ChromaMode

Browser-based visual node editor + language for creating generative art

ChromaMode is a browser-based node editor for creating 3D/2D generative art. Under the hood there is a full programming language compiler running a special type checker that tracks contextual information to reduce the complexity for the user.

Node graph editors are good for very visual programming since the feedback loop is very quick. But there are some downsides compared to writing code in a text format. Most importantly is allowing the user to create abstractions. In textual code it's very easy to create a function or variable to abstract some code, or create a for-loop that iterates over multiple values. I'm trying to bridge the gap to make visual coding more viable.

Fields

I first heard about fields in the context of node graphs in the 3D modelling software Blender. In Blender they introduced a new way of creating prodecural geometry in their node editor called Geometry Nodes. Geometry Nodes uses a mathematical concept called 'fields' as a way of composing behaviour. Traditionally in node-graphs it is difficult to provide something like a for-loop or function call, a lot of editors will have some way of inserting a callable subgraph to provide some reusable behaviour but this gets unweidly to compose. When producing procedural geometry, the user wants to control the calculation for different vertices. They can create a graph that performs a calculation across all vertices at once using a 'field' of values.

Instead of a node representing a transformation from one value to another, it represents a transformation from one field to another field. The field holds a context which is all the contextual parameters the graph refers to, and then this graph can be executed any number of times with different contextual parameters. It's a bit like composing functions together except the functions all have the same context parameter.

I realised this can be made to go further than just geometry, you can produce a field of over the pixels on a screen to create a shader, or a field over time to create an animation or music. These can be composed together to bring all sorts of ideas under one graph network.

This opens up a lot of possibility for code reuse and algorithms that work across many values at once, which has been traditionally a bit hard in node graphs. In ChromaMode there is a Repeat node that can repeat the entire input with an index context variable. We can then be execute the graph on the GPU or CPU by compiling into straight forward GLSL/Javascript/WebAssembly code, where repeat nodes compile to for-loops.

Unified representation

There already exists shader node graphs onling for creating GPU shaders but ChromaMade goes one step further an unifies the representation of shader code and CPU code into the same thing. This is done transparently and extensive type checking can correctly figure out where the calculation must be compiled in to.

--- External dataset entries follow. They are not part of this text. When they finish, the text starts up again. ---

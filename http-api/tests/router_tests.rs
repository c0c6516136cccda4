//! Router tests driving the HTTP surface with in-memory repositories

use std::sync::Arc;

use axum::{
    body::Body,
    http::{header, Method, Request, StatusCode},
    Router,
};
use clinic_core::ClinicError;
use http_api::ApiServer;
use http_body_util::BodyExt;
use mocks::*;
use serde_json::{json, Value};
use tower::ServiceExt;

fn router(tasks: &MockTaskRepository, doctors: &MockDoctorRepository) -> Router {
    ApiServer::new(Arc::new(tasks.clone()), Arc::new(doctors.clone())).router()
}

async fn send(app: Router, method: Method, uri: &str, body: Option<Value>) -> (StatusCode, Value) {
    let builder = Request::builder().method(method).uri(uri);
    let request = match body {
        Some(body) => builder
            .header(header::CONTENT_TYPE, "application/json")
            .body(Body::from(body.to_string()))
            .unwrap(),
        None => builder.body(Body::empty()).unwrap(),
    };

    let response = app.oneshot(request).await.unwrap();
    let status = response.status();
    let bytes = response.into_body().collect().await.unwrap().to_bytes();
    let value = serde_json::from_slice(&bytes)
        .unwrap_or_else(|_| Value::String(String::from_utf8_lossy(&bytes).into_owned()));
    (status, value)
}

async fn send_raw(app: Router, method: Method, uri: &str, body: &str) -> (StatusCode, Value) {
    let request = Request::builder()
        .method(method)
        .uri(uri)
        .header(header::CONTENT_TYPE, "application/json")
        .body(Body::from(body.to_string()))
        .unwrap();
    let response = app.oneshot(request).await.unwrap();
    let status = response.status();
    let bytes = response.into_body().collect().await.unwrap().to_bytes();
    (status, serde_json::from_slice(&bytes).unwrap_or(Value::Null))
}

#[tokio::test]
async fn test_root_and_ping() {
    let (tasks, doctors) = (MockTaskRepository::new(), MockDoctorRepository::new());

    let (status, body) = send(router(&tasks, &doctors), Method::GET, "/", None).await;
    assert_eq!(status, StatusCode::OK);
    assert_eq!(body, json!({ "msg": "Healthy" }));

    let (status, body) = send(router(&tasks, &doctors), Method::GET, "/ping", None).await;
    assert_eq!(status, StatusCode::OK);
    assert_eq!(body, Value::String("pong".to_string()));
}

#[tokio::test]
async fn test_health_reports_unavailable_store() {
    let (tasks, doctors) = (MockTaskRepository::new(), MockDoctorRepository::new());

    let (status, body) = send(router(&tasks, &doctors), Method::GET, "/health", None).await;
    assert_eq!(status, StatusCode::OK);
    assert_eq!(body, json!({ "status": "healthy" }));

    doctors.inject_error(ClinicError::Connection("ping failed".to_string()));
    let (status, body) = send(router(&tasks, &doctors), Method::GET, "/health", None).await;
    assert_eq!(status, StatusCode::SERVICE_UNAVAILABLE);
    assert!(body["msg"].as_str().unwrap().contains("ping failed"));
}

#[tokio::test]
async fn test_create_then_get_task() {
    let (tasks, doctors) = (MockTaskRepository::new(), MockDoctorRepository::new());

    let (status, body) = send(
        router(&tasks, &doctors),
        Method::POST,
        "/tasks/",
        Some(json!({ "Title": "buy milk", "Body": "2%" })),
    )
    .await;
    assert_eq!(status, StatusCode::OK);
    let id = body["id"].as_str().unwrap().to_string();
    assert_eq!(id.len(), 24);

    let (status, body) = send(
        router(&tasks, &doctors),
        Method::GET,
        &format!("/tasks/{id}"),
        None,
    )
    .await;
    assert_eq!(status, StatusCode::OK);
    assert_eq!(body, json!({ "ID": id, "Title": "buy milk", "Body": "2%" }));
}

#[tokio::test]
async fn test_list_tasks_with_and_without_trailing_slash() {
    let tasks = MockTaskRepository::with_tasks(create_test_tasks(2));
    let doctors = MockDoctorRepository::new();

    for uri in ["/tasks/", "/tasks"] {
        let (status, body) = send(router(&tasks, &doctors), Method::GET, uri, None).await;
        assert_eq!(status, StatusCode::OK);
        assert_eq!(body["tasks"].as_array().unwrap().len(), 2);
        assert_eq!(body["tasks"][0]["Title"], "Task 1");
    }
}

#[tokio::test]
async fn test_list_tasks_storage_failure_is_not_found() {
    let (tasks, doctors) = (MockTaskRepository::new(), MockDoctorRepository::new());
    tasks.inject_error(ClinicError::Query("cursor died".to_string()));

    let (status, body) = send(router(&tasks, &doctors), Method::GET, "/tasks/", None).await;
    assert_eq!(status, StatusCode::NOT_FOUND);
    assert!(body["msg"].as_str().unwrap().contains("cursor died"));
}

#[tokio::test]
async fn test_get_task_with_invalid_id_is_bad_request() {
    let (tasks, doctors) = (MockTaskRepository::new(), MockDoctorRepository::new());

    let (status, body) = send(
        router(&tasks, &doctors),
        Method::GET,
        &format!("/tasks/{MALFORMED_ID}"),
        None,
    )
    .await;
    assert_eq!(status, StatusCode::BAD_REQUEST);
    assert!(body["msg"].is_string());

    let (status, _) = send(
        router(&tasks, &doctors),
        Method::GET,
        &format!("/tasks/{UNKNOWN_ID}"),
        None,
    )
    .await;
    assert_eq!(status, StatusCode::NOT_FOUND);
}

#[tokio::test]
async fn test_malformed_json_never_reaches_repository() {
    let (tasks, doctors) = (MockTaskRepository::new(), MockDoctorRepository::new());

    let (status, body) = send_raw(router(&tasks, &doctors), Method::POST, "/tasks/", "{not json").await;
    assert_eq!(status, StatusCode::BAD_REQUEST);
    assert!(body["msg"].is_string());

    let (status, _) = send_raw(router(&tasks, &doctors), Method::PUT, "/doctors/", "[1, 2").await;
    assert_eq!(status, StatusCode::BAD_REQUEST);

    assert!(tasks.call_history().is_empty());
    assert!(doctors.call_history().is_empty());
}

#[tokio::test]
async fn test_update_task_returns_post_update_document() {
    let tasks = MockTaskRepository::with_tasks(vec![create_test_task()]);
    let doctors = MockDoctorRepository::new();
    let id = create_test_task().id;

    let (status, body) = send(
        router(&tasks, &doctors),
        Method::PUT,
        "/tasks/",
        Some(json!({ "ID": id, "Title": "buy bread" })),
    )
    .await;
    assert_eq!(status, StatusCode::OK);
    assert_eq!(
        body,
        json!({ "task": { "ID": id, "Title": "buy bread", "Body": "2%" } })
    );
}

#[tokio::test]
async fn test_update_task_error_statuses() {
    let (tasks, doctors) = (MockTaskRepository::new(), MockDoctorRepository::new());

    let (status, body) = send(
        router(&tasks, &doctors),
        Method::PUT,
        "/tasks/",
        Some(json!({ "ID": UNKNOWN_ID, "Title": "x" })),
    )
    .await;
    assert_eq!(status, StatusCode::INTERNAL_SERVER_ERROR);
    assert!(body["msg"].as_str().unwrap().contains(UNKNOWN_ID));
    assert!(tasks.is_empty(), "Updates never insert");

    let (status, _) = send(
        router(&tasks, &doctors),
        Method::PUT,
        "/tasks/",
        Some(json!({ "Title": "missing id" })),
    )
    .await;
    assert_eq!(status, StatusCode::BAD_REQUEST);

    tasks.inject_error(ClinicError::Database("write conflict".to_string()));
    let (status, body) = send(
        router(&tasks, &doctors),
        Method::POST,
        "/tasks/",
        Some(json!({ "Title": "x" })),
    )
    .await;
    assert_eq!(status, StatusCode::INTERNAL_SERVER_ERROR);
    assert!(body["msg"].as_str().unwrap().contains("write conflict"));
}

#[tokio::test]
async fn test_update_unknown_doctor_is_a_server_error() {
    let (tasks, doctors) = (MockTaskRepository::new(), MockDoctorRepository::new());

    let (status, body) = send(
        router(&tasks, &doctors),
        Method::PUT,
        "/doctors/",
        Some(json!({ "ID": UNKNOWN_ID, "Rating": 4.5 })),
    )
    .await;
    assert_eq!(status, StatusCode::INTERNAL_SERVER_ERROR);
    assert!(body["msg"].as_str().unwrap().contains(UNKNOWN_ID));
    assert!(doctors.is_empty(), "Updates never insert");
}

#[tokio::test]
async fn test_doctor_listing_pages_and_filters() {
    let tasks = MockTaskRepository::new();
    let doctors = MockDoctorRepository::new();
    for doctor in create_ranked_doctors(25, "dentist") {
        clinic_core::DoctorRepository::create(&doctors, doctor)
            .await
            .unwrap();
    }

    let (status, body) = send(
        router(&tasks, &doctors),
        Method::GET,
        "/doctors/?limit=10&page=2&servicerole=dentist",
        None,
    )
    .await;
    assert_eq!(status, StatusCode::OK);
    assert_eq!(body["pages"], 3);
    let listed = body["doctors"].as_array().unwrap();
    assert_eq!(listed.len(), 10);
    assert_eq!(listed[0]["Name"], "Doctor 15");
    assert_eq!(listed[9]["Name"], "Doctor 6");

    let (status, body) = send(
        router(&tasks, &doctors),
        Method::GET,
        "/doctors?gender=male&limit=100",
        None,
    )
    .await;
    assert_eq!(status, StatusCode::OK);
    assert_eq!(body["pages"], 1);
    assert_eq!(body["doctors"].as_array().unwrap().len(), 12);

    let (status, body) = send(router(&tasks, &doctors), Method::GET, "/doctors/", None).await;
    assert_eq!(status, StatusCode::OK);
    assert_eq!(body["doctors"].as_array().unwrap().len(), 10);
    assert_eq!(body["doctors"][0]["Rating"], 2.5);
}

#[tokio::test]
async fn test_doctor_listing_rejects_bad_query() {
    let (tasks, doctors) = (MockTaskRepository::new(), MockDoctorRepository::new());

    for uri in ["/doctors/?limit=0", "/doctors/?limit=101", "/doctors/?page=two"] {
        let (status, body) = send(router(&tasks, &doctors), Method::GET, uri, None).await;
        assert_eq!(status, StatusCode::BAD_REQUEST, "{uri}");
        assert!(body["msg"].is_string());
    }
}

#[tokio::test]
async fn test_create_get_and_update_doctor() {
    let (tasks, doctors) = (MockTaskRepository::new(), MockDoctorRepository::new());
    let payload = serde_json::to_value(create_new_doctor()).unwrap();

    let (status, body) = send(router(&tasks, &doctors), Method::POST, "/doctors/", Some(payload)).await;
    assert_eq!(status, StatusCode::OK);
    let id = body["id"].as_str().unwrap().to_string();

    let (status, body) = send(
        router(&tasks, &doctors),
        Method::GET,
        &format!("/doctors/{id}"),
        None,
    )
    .await;
    assert_eq!(status, StatusCode::OK);
    assert_eq!(body["ID"], id.as_str());
    assert_eq!(body["ServiceRole"], "cardiology");
    assert_eq!(body["VideoIntroductionURL"], "https://video.example.com/ada");

    let (status, body) = send(
        router(&tasks, &doctors),
        Method::PUT,
        "/doctors/",
        Some(json!({ "ID": id, "Rating": 4.1 })),
    )
    .await;
    assert_eq!(status, StatusCode::OK);
    assert_eq!(body["task"]["Rating"], 4.1);
    assert_eq!(body["task"]["Name"], "Dr. Ada Lovelace");
}

#[tokio::test]
async fn test_cors_headers_are_permissive() {
    let (tasks, doctors) = (MockTaskRepository::new(), MockDoctorRepository::new());
    let request = Request::builder()
        .method(Method::GET)
        .uri("/ping")
        .header(header::ORIGIN, "https://frontend.example.com")
        .body(Body::empty())
        .unwrap();

    let response = router(&tasks, &doctors).oneshot(request).await.unwrap();
    assert_eq!(
        response.headers()[header::ACCESS_CONTROL_ALLOW_ORIGIN],
        "*"
    );
}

For example a math expression that refers to a UV coordinate must be calculated inside the fragment shader, but an expression that only uses the current time can be calculated on the CPU side and passed in as a uniform value. This is all transparent to the user so they don't have to worry about different code representations, and type checking inserts code implicitly to do the transformations and pass the values.

The unified structure means abstractions can be made in the standard library or user code that cross the boundaries of CPU and GPU code. For example a Bloom post processing network can be made to do filtering on the GPU and will emit code for multiple shader passes. Again this is handled all transparently without user thinking about it.

User experience

I've tried to improve on aspects that frustrate me about other node graph editors. The major one is that sometimes it takes up a lot of physical space for simple calculations. If the user was writing traditional code it may be a very short expression, but some graph editors require each operation to be an individual node. This draws attention away from the important parts of the algorithm. For this reason I have a simple Math node that allows any arbitrary expression which will get compiled and typechecked as usual. Any variables used in the expression will be converted to inputs of the node.

Another thing that keeps the the node graph simpler is inlining constant variables inside the node so the user doesn't have to create a variable node for every single value. The user can link in a value, or drag a value directly inside the node.